BEGIN

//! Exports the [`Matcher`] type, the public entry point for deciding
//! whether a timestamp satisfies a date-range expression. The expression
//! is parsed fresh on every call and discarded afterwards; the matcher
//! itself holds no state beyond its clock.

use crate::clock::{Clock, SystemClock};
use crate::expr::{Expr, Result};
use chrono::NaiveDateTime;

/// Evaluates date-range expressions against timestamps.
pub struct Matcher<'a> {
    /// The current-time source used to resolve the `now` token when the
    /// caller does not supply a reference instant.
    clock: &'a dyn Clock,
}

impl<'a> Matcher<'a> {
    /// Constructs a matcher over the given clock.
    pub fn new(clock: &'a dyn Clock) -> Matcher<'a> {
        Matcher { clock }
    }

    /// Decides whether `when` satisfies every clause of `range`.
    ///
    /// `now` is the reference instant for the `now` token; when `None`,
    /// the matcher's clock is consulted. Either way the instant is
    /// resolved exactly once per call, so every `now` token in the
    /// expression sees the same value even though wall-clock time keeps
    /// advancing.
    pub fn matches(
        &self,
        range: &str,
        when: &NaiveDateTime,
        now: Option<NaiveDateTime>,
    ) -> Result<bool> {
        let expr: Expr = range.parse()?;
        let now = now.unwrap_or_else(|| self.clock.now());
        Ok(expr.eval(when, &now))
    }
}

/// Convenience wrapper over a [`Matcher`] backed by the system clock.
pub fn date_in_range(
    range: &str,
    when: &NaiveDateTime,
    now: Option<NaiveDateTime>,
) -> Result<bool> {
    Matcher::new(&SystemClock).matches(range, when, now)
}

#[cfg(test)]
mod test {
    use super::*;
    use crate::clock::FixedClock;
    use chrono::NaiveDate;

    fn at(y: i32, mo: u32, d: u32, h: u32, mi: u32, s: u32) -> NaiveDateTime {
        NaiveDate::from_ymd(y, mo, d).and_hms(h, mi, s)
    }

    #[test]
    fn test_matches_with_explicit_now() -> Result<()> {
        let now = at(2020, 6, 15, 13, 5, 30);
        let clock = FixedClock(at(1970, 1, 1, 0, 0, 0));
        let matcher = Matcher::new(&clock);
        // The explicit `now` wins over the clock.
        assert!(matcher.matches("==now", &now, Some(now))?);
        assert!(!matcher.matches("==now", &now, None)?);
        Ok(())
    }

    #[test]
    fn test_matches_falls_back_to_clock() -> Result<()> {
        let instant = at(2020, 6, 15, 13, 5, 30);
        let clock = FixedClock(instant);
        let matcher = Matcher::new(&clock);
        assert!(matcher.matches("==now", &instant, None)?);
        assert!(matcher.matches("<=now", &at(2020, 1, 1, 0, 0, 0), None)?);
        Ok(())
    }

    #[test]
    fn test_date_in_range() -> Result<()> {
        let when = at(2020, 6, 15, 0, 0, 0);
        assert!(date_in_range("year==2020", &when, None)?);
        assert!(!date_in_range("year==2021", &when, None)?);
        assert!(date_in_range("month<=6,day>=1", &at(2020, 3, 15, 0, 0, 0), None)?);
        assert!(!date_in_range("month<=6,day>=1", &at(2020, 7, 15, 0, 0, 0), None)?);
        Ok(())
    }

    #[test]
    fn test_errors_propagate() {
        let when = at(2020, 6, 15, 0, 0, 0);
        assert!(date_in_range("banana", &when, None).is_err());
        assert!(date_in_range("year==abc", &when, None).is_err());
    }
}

END
BEGIN

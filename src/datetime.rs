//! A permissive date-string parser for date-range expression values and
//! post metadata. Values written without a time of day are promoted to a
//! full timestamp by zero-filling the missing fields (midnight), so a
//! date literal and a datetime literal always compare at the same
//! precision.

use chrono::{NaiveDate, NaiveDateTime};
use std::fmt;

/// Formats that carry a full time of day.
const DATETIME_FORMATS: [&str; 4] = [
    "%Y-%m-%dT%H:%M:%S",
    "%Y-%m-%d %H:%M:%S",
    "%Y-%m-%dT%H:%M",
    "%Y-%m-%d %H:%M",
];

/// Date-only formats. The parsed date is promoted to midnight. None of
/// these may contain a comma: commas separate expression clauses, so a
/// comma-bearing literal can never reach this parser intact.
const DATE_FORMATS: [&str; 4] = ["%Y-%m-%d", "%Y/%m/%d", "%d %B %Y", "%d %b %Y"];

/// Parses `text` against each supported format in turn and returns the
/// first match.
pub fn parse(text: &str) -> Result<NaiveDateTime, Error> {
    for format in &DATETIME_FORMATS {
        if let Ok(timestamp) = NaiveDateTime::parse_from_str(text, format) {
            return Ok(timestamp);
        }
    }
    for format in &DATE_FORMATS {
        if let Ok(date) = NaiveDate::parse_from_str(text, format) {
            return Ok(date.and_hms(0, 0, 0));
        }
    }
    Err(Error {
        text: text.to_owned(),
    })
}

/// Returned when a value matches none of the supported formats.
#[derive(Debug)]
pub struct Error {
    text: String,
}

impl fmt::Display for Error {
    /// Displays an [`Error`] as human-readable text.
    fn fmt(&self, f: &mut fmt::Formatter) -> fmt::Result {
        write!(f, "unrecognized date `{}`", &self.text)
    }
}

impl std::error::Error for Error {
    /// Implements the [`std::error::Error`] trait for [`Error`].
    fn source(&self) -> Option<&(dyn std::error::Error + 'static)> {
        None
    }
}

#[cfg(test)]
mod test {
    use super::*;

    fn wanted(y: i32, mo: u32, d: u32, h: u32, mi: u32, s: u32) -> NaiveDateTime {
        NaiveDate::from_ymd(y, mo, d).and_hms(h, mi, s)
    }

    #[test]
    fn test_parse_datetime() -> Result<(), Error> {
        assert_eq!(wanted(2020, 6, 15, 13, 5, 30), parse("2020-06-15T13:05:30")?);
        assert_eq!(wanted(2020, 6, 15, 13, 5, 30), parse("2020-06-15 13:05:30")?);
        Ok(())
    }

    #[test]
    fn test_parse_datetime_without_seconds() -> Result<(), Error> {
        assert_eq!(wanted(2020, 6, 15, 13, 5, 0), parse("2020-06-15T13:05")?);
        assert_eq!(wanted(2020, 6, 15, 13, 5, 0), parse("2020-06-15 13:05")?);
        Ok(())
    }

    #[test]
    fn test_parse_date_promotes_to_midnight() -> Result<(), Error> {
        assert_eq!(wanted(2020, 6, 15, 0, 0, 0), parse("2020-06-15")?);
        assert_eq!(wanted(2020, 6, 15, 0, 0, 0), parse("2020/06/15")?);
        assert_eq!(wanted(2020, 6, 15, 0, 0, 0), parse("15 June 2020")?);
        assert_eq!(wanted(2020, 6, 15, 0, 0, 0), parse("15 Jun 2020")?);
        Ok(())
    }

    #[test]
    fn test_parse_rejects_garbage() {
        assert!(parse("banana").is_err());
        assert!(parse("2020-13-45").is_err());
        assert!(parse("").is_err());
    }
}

END

What lines of the data include the word "full"? Copy each of them.

Answer section
//! full timestamp by zero-filling the missing fields (midnight), so a
/// Formats that carry a full time of day.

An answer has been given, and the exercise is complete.